The breakout room portion of the class consists of a 40 minute song-sharing session where everyone will be divided up into groups of 3-4 people and go around the room in turn to share songs, reflect on the homework, share some thoughtful feedback with each other, and take notes on each other’s reflections.

You’ll be sharing the link to your homework submission from the jukebox (on songs.schoolofsong.org), and everyone will go on mute and simultaneously listen to the recording of your song.

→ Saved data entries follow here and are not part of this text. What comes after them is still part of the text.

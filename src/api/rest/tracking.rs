use std::sync::Arc;

use axum::extract::State;
use axum::routing::{get, post};
use axum::Json;
use axum::Router;
use serde::{Deserialize, Serialize};

use crate::api::rest::extract::{ApiJson, ApiPath};
use crate::error::AppError;
use crate::state::AppState;

pub fn router() -> Router<Arc<AppState>> {
    Router::new()
        .route("/tracking/update", post(update_location))
        .route("/tracking/distance/:ride_id", get(distance))
}

#[derive(Deserialize)]
#[serde(rename_all = "camelCase")]
pub struct TrackUpdateRequest {
    pub ride_id: i64,
    pub latitude: f64,
    pub longitude: f64,
}

#[derive(Serialize)]
#[serde(rename_all = "camelCase")]
pub struct DistanceResponse {
    pub distance_km: f64,
}

async fn update_location(
    State(state): State<Arc<AppState>>,
    ApiJson(payload): ApiJson<TrackUpdateRequest>,
) -> Result<&'static str, AppError> {
    state
        .tracker
        .append_point(payload.ride_id, payload.latitude, payload.longitude)?;
    Ok("Location stored")
}

async fn distance(
    State(state): State<Arc<AppState>>,
    ApiPath(ride_id): ApiPath<i64>,
) -> Json<DistanceResponse> {
    Json(DistanceResponse {
        distance_km: state.tracker.polyline_distance(ride_id),
    })
}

How do we make for good breakout rooms? We’ve summarized some key points to keep in mind when participating in your breakout room.

  • be a good listener
    • Please be fully present on the call. Don’t be “multitasking”. Actively listen to what others are saying instead of just waiting to speak. For The Art of the Release, we are also going to ask you to take notes on the songwriter’s reflections.
  • make space for others
    • Be mindful of the amount of space that you tend to take up during conversation. We specifically want to encourage those who might feel uncomfortable with speaking to speak up, and likewise, for those who naturally contribute a lot to the discussion, just be aware of how much space you’re taking up and make sure to give everyone the chance to contribute.
  • give attentive, descriptive feedback
    • The breakout rooms are not a space for critical feedback. Critical feedback can be extremely helpful, and we certainly encourage you all to seek critical feedback on your songs from people who you know and trust to be honest with you. But in this setting when our songs are very fresh and we’re sharing with new people, we’ve found that giving descriptive feedback is more helpful.
    • What is descriptive feedback? We can think about three different types of feedback: evaluative (this is good, this is bad); prescriptive (do this, don't do this); descriptive (this was my experience as a listener, these are things I noticed about the song).
    • We’re going to focus on descriptive feedback. As songwriters, having listeners give us descriptive feedback can be useful because it can reveal what people are picking up on in our music – what stands out, what resonates.
  • come prepared
    • Submit your song before class! We’re all here to reflect on our songs, so making sure that you have something to present in the breakout room is crucial. Some of you might be bringing voice memo recordings of songs with elements that may evolve over time (like the sound of the recording or the production etc.) and some of you may be coming with mastered tracks that are basically ready for release. No matter what, we want this to be a welcoming environment for creative exploration and thoughtful conversation. So even if your song feels ‘unfinished’ it’s still more valuable for you and everybody else to show up with something to talk about.
    • On that note: don’t speak poorly about your own song or release ideas! We’re all here to explore new ideas and step outside of our comfort zone so there’s no need to give any preambles or caveats


Thank you for bringing your best selves to the breakout rooms!